Brain death occurs in people who have sustained catastrophic brain injury with no evidence of function of the brain as a whole, a state that must be permanent according to current guidelines. False-negative brain death criteria may prolong futile organ support, and false-positive criteria may lead to an erroneous declaration of death, the researchers noted.
"Although clinical evaluation forms the cornerstone of death by neurologic criteria, its validity can be influenced by confounding factors, such as the effects of sedative medications, traumatic injuries to the skull, or severe metabolic derangements," they wrote. "In these circumstances, death by neurologic criteria guidelines recommend additional ancillary investigation to determine the absence of brain blood flow or perfusion."
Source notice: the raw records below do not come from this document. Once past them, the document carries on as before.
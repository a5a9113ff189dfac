//! Stream trait
//!
//! A stream is a named, logical data source that enumerates partitions.

use crate::cursor::Cursor;
use crate::error::Result;
use crate::partition::Partition;
use futures::stream::BoxStream;
use std::sync::Arc;

/// Lazy, finite sequence of partitions generated for one stream
pub type PartitionStream = BoxStream<'static, Result<Box<dyn Partition>>>;

/// A named data source read concurrently partition by partition
pub trait Stream: Send + Sync {
    /// Stream name, unique within one read
    fn name(&self) -> &str;

    /// Enumerate the stream's partitions
    ///
    /// Calling this again restarts generation from the beginning.
    fn generate_partitions(&self) -> PartitionStream;

    /// The stream's cursor; the same instance for the whole read
    fn cursor(&self) -> Arc<dyn Cursor>;
}
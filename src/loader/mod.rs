//! YAML Loader module
//!
//! Parse source definitions from YAML files.
//!
//! # Overview
//!
//! The loader module provides:
//! - `SourceDefinition` - Read configuration plus stream definitions
//! - `StreamDefinition` - Partitions, cursor and slicer for one stream
//! - YAML parsing with validation, and `build_streams` to turn a
//!   definition into runnable streams

mod parser;
mod types;

pub use parser::{build_streams, load_source, load_source_from_str};
pub use types::{
    CursorDefinition, PartitionDefinition, SlicerDefinition, SourceDefinition, StreamDefinition,
};
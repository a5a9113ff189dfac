//! In-memory partition implementation
//!
//! Serves records held in memory, optionally failing part way through and
//! pausing between records to simulate a slow upstream.

use super::types::{Partition, Record, RecordStream};
use crate::error::Error;
use futures::StreamExt;
use serde_json::Value;
use std::time::Duration;

/// Partition backed by records held in memory
#[derive(Debug, Clone)]
pub struct StaticPartition {
    /// Owning stream
    stream: String,
    /// Partition identifier
    id: String,
    /// Slice descriptor
    slice: Option<Value>,
    /// Records served by `read`
    records: Vec<Value>,
    /// Fail after yielding this many records
    fail_after: Option<usize>,
    /// Pause before each record
    record_delay: Option<Duration>,
}

impl StaticPartition {
    /// Create a new partition
    pub fn new(stream: impl Into<String>, id: impl Into<String>) -> Self {
        Self {
            stream: stream.into(),
            id: id.into(),
            slice: None,
            records: Vec::new(),
            fail_after: None,
            record_delay: None,
        }
    }

    /// Set the slice descriptor
    #[must_use]
    pub fn with_slice(mut self, slice: Value) -> Self {
        self.slice = Some(slice);
        self
    }

    /// Set the records to serve
    #[must_use]
    pub fn with_records(mut self, records: Vec<Value>) -> Self {
        self.records = records;
        self
    }

    /// Fail after yielding `count` records
    #[must_use]
    pub fn with_fail_after(mut self, count: usize) -> Self {
        self.fail_after = Some(count);
        self
    }

    /// Pause before each record
    #[must_use]
    pub fn with_record_delay(mut self, delay: Duration) -> Self {
        self.record_delay = Some(delay);
        self
    }

    /// Number of records this partition yields before ending or failing
    pub fn yielded_count(&self) -> usize {
        self.fail_after
            .map_or(self.records.len(), |n| n.min(self.records.len()))
    }
}

impl Partition for StaticPartition {
    fn stream_name(&self) -> &str {
        &self.stream
    }

    fn id(&self) -> &str {
        &self.id
    }

    fn to_slice(&self) -> Option<Value> {
        self.slice.clone()
    }

    fn read(&self) -> RecordStream {
        let mut items: Vec<_> = self
            .records
            .iter()
            .take(self.yielded_count())
            .map(|data| Ok(Record::new(self, data.clone())))
            .collect();

        if let Some(n) = self.fail_after {
            items.push(Err(Error::partition(
                self.stream.clone(),
                format!("partition '{}' failed after {n} records", self.id),
            )));
        }

        let delay = self.record_delay;
        futures::stream::iter(items)
            .then(move |item| async move {
                if let Some(d) = delay {
                    tokio::time::sleep(d).await;
                }
                item
            })
            .boxed()
    }
}
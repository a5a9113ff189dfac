//! Cursor for incremental streams read concurrently
//!
//! Partitions finish in any order, so the cursor cannot simply keep the
//! highest value it has seen. It keeps the set of closed slices, merges
//! overlapping or touching ones, and only moves the checkpoint to the end of
//! the merged range that starts at the lower bound. A slice that closes
//! early, ahead of a gap, is remembered but does not move the checkpoint
//! until the gap is filled.

use super::value::compare_cursor_values;
use super::Cursor;
use crate::error::{Error, Result};
use crate::partition::{Partition, Record, SliceBounds, SLICE_END_KEY, SLICE_START_KEY};
use serde::{Deserialize, Serialize};
use serde_json::{json, Value};
use std::cmp::Ordering;
use std::collections::hash_map::Entry;
use std::collections::HashMap;
use std::sync::{Mutex, MutexGuard, PoisonError};

/// A fully read `[start, end)` range
#[derive(Debug, Clone, PartialEq, Serialize, Deserialize)]
struct ClosedSlice {
    start: Value,
    end: Value,
    #[serde(default, skip_serializing_if = "Option::is_none")]
    most_recent_cursor_value: Option<Value>,
}

#[derive(Debug)]
struct CursorState {
    /// Where the contiguous closed range has to begin
    lower_bound: Value,
    /// Last externally visible position
    checkpoint: Value,
    /// Closed slices, sorted by start and merged
    closed: Vec<ClosedSlice>,
    /// Highest cursor value seen per open partition
    most_recent: HashMap<String, Value>,
}

/// Cursor that advances over contiguous closed slices
#[derive(Debug)]
pub struct ConcurrentCursor {
    stream: String,
    cursor_field: String,
    start_key: String,
    end_key: String,
    state: Mutex<CursorState>,
}

impl ConcurrentCursor {
    /// Create a cursor starting at `start`
    pub fn new(
        stream: impl Into<String>,
        cursor_field: impl Into<String>,
        start: impl Into<Value>,
    ) -> Self {
        let start = start.into();
        Self {
            stream: stream.into(),
            cursor_field: cursor_field.into(),
            start_key: SLICE_START_KEY.to_string(),
            end_key: SLICE_END_KEY.to_string(),
            state: Mutex::new(CursorState {
                lower_bound: start.clone(),
                checkpoint: start,
                closed: Vec::new(),
                most_recent: HashMap::new(),
            }),
        }
    }

    /// Resume from a checkpoint previously produced by `state`
    ///
    /// The checkpoint's `cursor` becomes the lower bound; `default_start` is
    /// used when the checkpoint has none.
    pub fn from_state(
        stream: impl Into<String>,
        cursor_field: impl Into<String>,
        checkpoint: &Value,
        default_start: impl Into<Value>,
    ) -> Result<Self> {
        let start = checkpoint
            .get("cursor")
            .filter(|v| !v.is_null())
            .cloned()
            .unwrap_or_else(|| default_start.into());
        let cursor = Self::new(stream, cursor_field, start);

        let slices: Vec<ClosedSlice> = match checkpoint.get("slices") {
            Some(v) => serde_json::from_value(v.clone())
                .map_err(|e| Error::cursor(format!("Invalid slices in checkpoint: {e}")))?,
            None => Vec::new(),
        };

        {
            let mut state = cursor.lock();
            for slice in slices {
                state.insert(slice)?;
            }
            state.advance();
        }

        Ok(cursor)
    }

    /// Use different keys to read slice bounds from partitions
    #[must_use]
    pub fn with_slice_keys(
        mut self,
        start_key: impl Into<String>,
        end_key: impl Into<String>,
    ) -> Self {
        self.start_key = start_key.into();
        self.end_key = end_key.into();
        self
    }

    /// The cursor field records are tracked by
    pub fn cursor_field(&self) -> &str {
        &self.cursor_field
    }

    /// Current checkpoint position
    pub fn checkpoint(&self) -> Value {
        self.lock().checkpoint.clone()
    }

    fn lock(&self) -> MutexGuard<'_, CursorState> {
        self.state.lock().unwrap_or_else(PoisonError::into_inner)
    }
}

impl Cursor for ConcurrentCursor {
    fn observe(&self, record: &Record) -> Result<()> {
        let Some(value) = record.get(&self.cursor_field).filter(|v| !v.is_null()) else {
            return Ok(());
        };

        let mut state = self.lock();
        match state.most_recent.entry(record.partition_id.clone()) {
            Entry::Occupied(mut current) => {
                if cmp(value, current.get())? == Ordering::Greater {
                    current.insert(value.clone());
                }
            }
            Entry::Vacant(slot) => {
                slot.insert(value.clone());
            }
        }
        Ok(())
    }

    fn close_partition(&self, partition: &dyn Partition) -> Result<()> {
        let bounds = partition
            .to_slice()
            .and_then(|slice| SliceBounds::from_slice(&slice, &self.start_key, &self.end_key))
            .ok_or_else(|| {
                Error::cursor(format!(
                    "Partition '{}' of stream '{}' has no '{}'/'{}' slice bounds",
                    partition.id(),
                    self.stream,
                    self.start_key,
                    self.end_key
                ))
            })?;

        let mut state = self.lock();
        let most_recent = state.most_recent.remove(partition.id());
        state.insert(ClosedSlice {
            start: bounds.start,
            end: bounds.end,
            most_recent_cursor_value: most_recent,
        })?;
        state.advance();
        Ok(())
    }

    fn state(&self) -> Value {
        let state = self.lock();
        json!({
            "cursor_field": self.cursor_field,
            "cursor": state.checkpoint,
            "slices": state.closed,
        })
    }
}

impl CursorState {
    /// Add a closed slice, keeping the list sorted and merged
    fn insert(&mut self, slice: ClosedSlice) -> Result<()> {
        if cmp(&slice.start, &slice.end)? == Ordering::Greater {
            return Err(Error::cursor(format!(
                "Slice start {} is after its end {}",
                slice.start, slice.end
            )));
        }
        cmp(&slice.start, &self.lower_bound)?;

        self.closed.push(slice);
        self.closed.sort_by(|a, b| {
            compare_cursor_values(&a.start, &b.start).unwrap_or(Ordering::Equal)
        });

        let mut merged: Vec<ClosedSlice> = Vec::with_capacity(self.closed.len());
        for slice in self.closed.drain(..) {
            if let Some(last) = merged.last_mut() {
                if !is_greater(&slice.start, &last.end) {
                    if is_greater(&slice.end, &last.end) {
                        last.end = slice.end;
                    }
                    last.most_recent_cursor_value = max_value(
                        last.most_recent_cursor_value.take(),
                        slice.most_recent_cursor_value,
                    );
                    continue;
                }
            }
            merged.push(slice);
        }
        self.closed = merged;
        Ok(())
    }

    /// Move the checkpoint to the end of the range contiguous with the lower bound
    fn advance(&mut self) {
        if let Some(first) = self.closed.first() {
            if !is_greater(&first.start, &self.lower_bound)
                && is_greater(&first.end, &self.checkpoint)
            {
                self.checkpoint = first.end.clone();
            }
        }
    }
}

fn cmp(a: &Value, b: &Value) -> Result<Ordering> {
    compare_cursor_values(a, b)
        .ok_or_else(|| Error::cursor(format!("Cannot compare cursor values {a} and {b}")))
}

fn is_greater(a: &Value, b: &Value) -> bool {
    compare_cursor_values(a, b) == Some(Ordering::Greater)
}

fn max_value(a: Option<Value>, b: Option<Value>) -> Option<Value> {
    match (a, b) {
        (Some(a), Some(b)) => Some(if is_greater(&b, &a) { b } else { a }),
        (a, b) => a.or(b),
    }
}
CT angiography visualizes blood flow within large cerebral vessels, and CT perfusion assesses tissue-level microvascular perfusion. "Importantly, neither technique measures neuronal function itself, which is what is assessed clinically or with functional tests, such as electroencephalography or evoked potentials," Chassé and co-authors pointed out.
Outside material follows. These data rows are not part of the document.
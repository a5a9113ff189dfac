//! Partition types and traits
//!
//! Defines the core partition abstractions.

use crate::error::Result;
use futures::stream::BoxStream;
use serde::Serialize;
use serde_json::Value;
use std::fmt;

/// Lazy, finite sequence of records produced by reading one partition
pub type RecordStream = BoxStream<'static, Result<Record>>;

/// A single record read from a partition
///
/// Carries the originating stream and partition so the stream's cursor can
/// attribute the record to the right unit of work.
#[derive(Debug, Clone, PartialEq, Serialize)]
pub struct Record {
    /// Stream name
    pub stream: String,
    /// Id of the partition that produced this record
    pub partition_id: String,
    /// Slice descriptor of the originating partition
    #[serde(skip_serializing_if = "Option::is_none")]
    pub slice: Option<Value>,
    /// Record payload
    pub data: Value,
}

impl Record {
    /// Create a record attributed to a partition
    pub fn new(partition: &dyn Partition, data: Value) -> Self {
        Self {
            stream: partition.stream_name().to_string(),
            partition_id: partition.id().to_string(),
            slice: partition.to_slice(),
            data,
        }
    }

    /// Get a field using dot notation (e.g. "data.updated_at")
    pub fn get(&self, path: &str) -> Option<&Value> {
        extract_path(&self.data, path)
    }
}

/// Walk a dot-separated path into a JSON value
pub fn extract_path<'a>(value: &'a Value, path: &str) -> Option<&'a Value> {
    let mut current = value;
    for part in path.split('.').filter(|p| !p.is_empty()) {
        current = match current {
            Value::Array(items) => items.get(part.parse::<usize>().ok()?)?,
            _ => current.get(part)?,
        };
    }
    Some(current)
}

/// An independently readable unit of work derived from a stream
///
/// A partition is handed to exactly one reader, so implementations need no
/// interior synchronisation beyond what `read` itself requires.
pub trait Partition: Send + Sync + fmt::Debug {
    /// Name of the stream that generated this partition
    fn stream_name(&self) -> &str;

    /// Identifier, unique within the stream
    fn id(&self) -> &str;

    /// Serialisable descriptor of the unit of work (date range, page, parent id)
    fn to_slice(&self) -> Option<Value>;

    /// Read the partition's records
    ///
    /// The returned sequence is not restartable.
    fn read(&self) -> RecordStream;
}
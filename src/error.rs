//! Error types for streamfan
//!
//! This module defines the error hierarchy for the entire crate.
//! All public APIs return `Result<T, Error>` where Error is defined here.

use std::sync::Arc;
use thiserror::Error;

/// The main error type for streamfan
#[derive(Error, Debug)]
pub enum Error {
    // ============================================================================
    // Configuration Errors
    // ============================================================================
    #[error("Configuration error: {message}")]
    Config { message: String },

    #[error("Invalid config value for '{field}': {message}")]
    InvalidConfigValue { field: String, message: String },

    #[error("Failed to parse YAML: {0}")]
    YamlParse(#[from] serde_yaml::Error),

    #[error("Failed to parse JSON: {0}")]
    JsonParse(#[from] serde_json::Error),

    // ============================================================================
    // Queue Errors
    // ============================================================================
    #[error("Work queue closed")]
    QueueClosed,

    #[error("No message received from workers within {timeout_secs}s")]
    QueueTimeout { timeout_secs: u64 },

    // ============================================================================
    // Pool Errors
    // ============================================================================
    #[error("Worker pool is shut down: {message}")]
    PoolShutdown { message: String },

    #[error("Worker task '{task}' panicked: {message}")]
    WorkerPanic { task: String, message: String },

    // ============================================================================
    // Stream Errors
    // ============================================================================
    #[error("Stream '{stream}' failed: {message}")]
    Stream { stream: String, message: String },

    #[error("Partition error for stream '{stream}': {message}")]
    Partition { stream: String, message: String },

    #[error("Unknown stream '{stream}'")]
    StreamNotFound { stream: String },

    #[error("Duplicate stream name '{stream}'")]
    DuplicateStream { stream: String },

    #[error("The following streams did not sync successfully: {}", streams.join(", "))]
    StreamsFailed { streams: Vec<String> },

    // ============================================================================
    // Cursor and State Errors
    // ============================================================================
    #[error("Cursor error: {message}")]
    Cursor { message: String },

    #[error("State error: {message}")]
    State { message: String },

    // ============================================================================
    // Sink Errors
    // ============================================================================
    #[error("Sink error: {message}")]
    Sink { message: String },

    // ============================================================================
    // I/O Errors
    // ============================================================================
    #[error("IO error: {0}")]
    Io(#[from] std::io::Error),

    // ============================================================================
    // Generic Errors
    // ============================================================================
    #[error("{0}")]
    Other(String),

    #[error(transparent)]
    Shared(#[from] SharedError),
}

/// An error that is both forwarded to the sink and recorded elsewhere
pub type SharedError = Arc<Error>;

impl Error {
    /// Create a config error
    pub fn config(message: impl Into<String>) -> Self {
        Self::Config {
            message: message.into(),
        }
    }

    /// Create an invalid config value error
    pub fn invalid_value(field: impl Into<String>, message: impl Into<String>) -> Self {
        Self::InvalidConfigValue {
            field: field.into(),
            message: message.into(),
        }
    }

    /// Create a stream error
    pub fn stream(stream: impl Into<String>, message: impl Into<String>) -> Self {
        Self::Stream {
            stream: stream.into(),
            message: message.into(),
        }
    }

    /// Create a partition error
    pub fn partition(stream: impl Into<String>, message: impl Into<String>) -> Self {
        Self::Partition {
            stream: stream.into(),
            message: message.into(),
        }
    }

    /// Create a cursor error
    pub fn cursor(message: impl Into<String>) -> Self {
        Self::Cursor {
            message: message.into(),
        }
    }

    /// Create a state error
    pub fn state(message: impl Into<String>) -> Self {
        Self::State {
            message: message.into(),
        }
    }

    /// Create a sink error
    pub fn sink(message: impl Into<String>) -> Self {
        Self::Sink {
            message: message.into(),
        }
    }

    /// Create a worker panic error
    pub fn worker_panic(task: impl Into<String>, message: impl Into<String>) -> Self {
        Self::WorkerPanic {
            task: task.into(),
            message: message.into(),
        }
    }

    /// Whether this error aborts the whole read rather than a single stream
    pub fn is_fatal(&self) -> bool {
        match self {
            Error::QueueClosed
            | Error::QueueTimeout { .. }
            | Error::PoolShutdown { .. }
            | Error::WorkerPanic { .. }
            | Error::Sink { .. } => true,
            Error::Shared(inner) => inner.is_fatal(),
            _ => false,
        }
    }
}

/// Result type alias for streamfan
pub type Result<T> = std::result::Result<T, Error>;

/// Extension trait for adding context to errors
pub trait ResultExt<T> {
    /// Add context to an error
    fn context(self, message: impl Into<String>) -> Result<T>;

    /// Add context with a closure (lazy evaluation)
    fn with_context<F: FnOnce() -> String>(self, f: F) -> Result<T>;
}

impl<T, E: Into<Error>> ResultExt<T> for std::result::Result<T, E> {
    fn context(self, message: impl Into<String>) -> Result<T> {
        self.map_err(|e| {
            let inner = e.into();
            Error::Other(format!("{}: {}", message.into(), inner))
        })
    }

    fn with_context<F: FnOnce() -> String>(self, f: F) -> Result<T> {
        self.map_err(|e| {
            let inner = e.into();
            Error::Other(format!("{}: {}", f(), inner))
        })
    }
}

/// Render a panic payload as a message
pub(crate) fn panic_message(payload: &(dyn std::any::Any + Send)) -> String {
    if let Some(s) = payload.downcast_ref::<&str>() {
        (*s).to_string()
    } else if let Some(s) = payload.downcast_ref::<String>() {
        s.clone()
    } else {
        "unknown panic payload".to_string()
    }
}

#[cfg(test)]
mod tests {
    use super::*;

    #[test]
    fn test_error_display() {
        let err = Error::config("test message");
        assert_eq!(err.to_string(), "Configuration error: test message");

        let err = Error::stream("users", "boom");
        assert_eq!(err.to_string(), "Stream 'users' failed: boom");

        let err = Error::StreamsFailed {
            streams: vec!["users".to_string(), "orders".to_string()],
        };
        assert_eq!(
            err.to_string(),
            "The following streams did not sync successfully: users, orders"
        );
    }

    #[test]
    fn test_is_fatal() {
        assert!(Error::QueueTimeout { timeout_secs: 5 }.is_fatal());
        assert!(Error::worker_panic("reader", "oops").is_fatal());
        assert!(Error::sink("closed").is_fatal());
        assert!(Error::Shared(Arc::new(Error::QueueClosed)).is_fatal());

        assert!(!Error::stream("users", "boom").is_fatal());
        assert!(!Error::partition("users", "boom").is_fatal());
        assert!(!Error::config("bad").is_fatal());
        assert!(!Error::StreamsFailed { streams: vec!["users".to_string()] }.is_fatal());
    }

    #[test]
    fn test_result_context() {
        let result: Result<()> = Err(Error::config("inner"));
        let with_context = result.context("outer");
        assert!(with_context
            .unwrap_err()
            .to_string()
            .contains("outer: Configuration error: inner"));
    }

    #[test]
    fn test_panic_message() {
        let payload: Box<dyn std::any::Any + Send> = Box::new("static str");
        assert_eq!(panic_message(payload.as_ref()), "static str");

        let payload: Box<dyn std::any::Any + Send> = Box::new(String::from("owned"));
        assert_eq!(panic_message(payload.as_ref()), "owned");

        let payload: Box<dyn std::any::Any + Send> = Box::new(42_u8);
        assert_eq!(panic_message(payload.as_ref()), "unknown panic payload");
    }
}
In 2023, the American Academy of Neurology, American Academy of Pediatrics, Child Neurology Society, and Society of Critical Care Medicine issued joint updated brain death guidelines, noting that while CT angiography has been used with increasing frequency to assist with brain death diagnoses, "available data demonstrate a lack of validation and the potential for false positives."
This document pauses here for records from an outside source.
//! Partition read worker

use crate::cursor::Cursor;
use crate::error::{panic_message, Error, Result};
use crate::partition::Partition;
use crate::queue::{QueueItem, QueueSender};
use futures::{FutureExt, StreamExt};
use std::panic::AssertUnwindSafe;
use std::sync::Arc;
use tracing::{debug, warn};

/// Reads one partition and publishes its records
#[derive(Debug, Clone)]
pub(crate) struct PartitionReader {
    queue: QueueSender,
}

impl PartitionReader {
    pub(crate) fn new(queue: QueueSender) -> Self {
        Self { queue }
    }

    /// Read every record of `partition`
    ///
    /// Each record is observed on the cursor before it is published. The
    /// sentinel follows the last record on the queue; the coordinator closes
    /// the partition on the cursor when it handles a successful sentinel.
    /// Always ends with exactly one `PartitionComplete` for the partition.
    pub(crate) async fn process_partition(
        self,
        partition: Box<dyn Partition>,
        cursor: Arc<dyn Cursor>,
    ) {
        let outcome = AssertUnwindSafe(self.read_all(&*partition, &*cursor))
            .catch_unwind()
            .await;

        let error = match outcome {
            Ok(Ok(count)) => {
                debug!(
                    stream = %partition.stream_name(),
                    partition = %partition.id(),
                    records = count,
                    "Partition read"
                );
                None
            }
            Ok(Err(Error::QueueClosed)) => {
                debug!(partition = %partition.id(), "Work queue closed during partition read");
                return;
            }
            Ok(Err(e)) => Some(e),
            Err(payload) => Some(Error::worker_panic(
                format!("read:{}", partition.id()),
                panic_message(&*payload),
            )),
        };

        let is_successful = error.is_none();
        if let Some(e) = error {
            warn!(
                stream = %partition.stream_name(),
                partition = %partition.id(),
                error = %e,
                "Partition read failed"
            );
            let item = QueueItem::stream_error(partition.stream_name(), Arc::new(e));
            if self.queue.put(item).is_err() {
                return;
            }
        }

        if self
            .queue
            .put(QueueItem::partition_complete(partition, is_successful))
            .is_err()
        {
            debug!("Work queue closed before partition sentinel");
        }
    }

    async fn read_all(&self, partition: &dyn Partition, cursor: &dyn Cursor) -> Result<usize> {
        let mut records = partition.read();
        let mut count = 0;

        while let Some(record) = records.next().await {
            let record = record?;
            cursor.observe(&record)?;
            self.queue.put(QueueItem::Record(record))?;
            count += 1;
        }

        Ok(count)
    }
}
The World Brain Death Project also proposed international guidelines recently, saying ancillary tests like CT perfusion and CT angiography needed further study.
Chassé and colleagues studied 282 patients with a mean age of 57.8 years in 15 Canadian intensive care units from 2017 to 2021; nearly half (47%) were female. They included consecutive, critically ill adults with a Glasgow Coma Scale (GCS) score of 3 and no confounding factors who were at high risk of death by neurologic criteria. (The GCS ranges from 3 to 15, with 3 being the worst score and 15 the best.)
Causes of brain injury included hemorrhagic stroke in 53% of patients, anoxic brain injury in 21%, traumatic brain injury in 14%, ischemic stroke in 5%, infection in 1%, and tumor in 0.4%. Ultimately, 204 patients (72%) were declared dead by standardized clinical criteria.
The researchers assessed contrast-enhanced brain CT perfusion with CT angiography reconstructions performed within 2 hours of a blinded, standardized clinical brain death exam. Clinical assessments occurred a median of 64.5 minutes after ancillary testing.
CT perfusion and CT angiography images were interpreted independently by two experienced neuroradiologists blinded to all clinical information, including results from the clinical exam. "Interrater reliability was excellent for all ancillary tests," Chassé and co-authors said: κ ranged from 0.81 to 0.84.
Fourteen patients (5%) experienced minor adverse events, and no serious adverse events occurred.
The study had several limitations, Chassé and colleagues acknowledged. "We used the clinical determination of death by neurologic criteria as the reference standard, which, although widely accepted, has known limitations," they wrote.
Most imaging was performed within the first few days of injury, and whether accuracy would be similar later -- after patients may have had prolonged life-sustaining therapies -- is unknown, they added.
Disclosures
This work was funded by the Canadian Institutes of Health Research.
Chassé reported receiving grants from the Canadian Institutes of Health Research during the conduct of the study. Co-authors reported receiving grants and fees from other groups and having diagnostic patents.
Primary Source
JAMA Neurology
Source Reference: Chassé M, et al "Computed tomography perfusion and angiography for death by neurologic criteria" JAMA Neurol 2025; DOI: 10.1001/jamaneurol.2025.2375.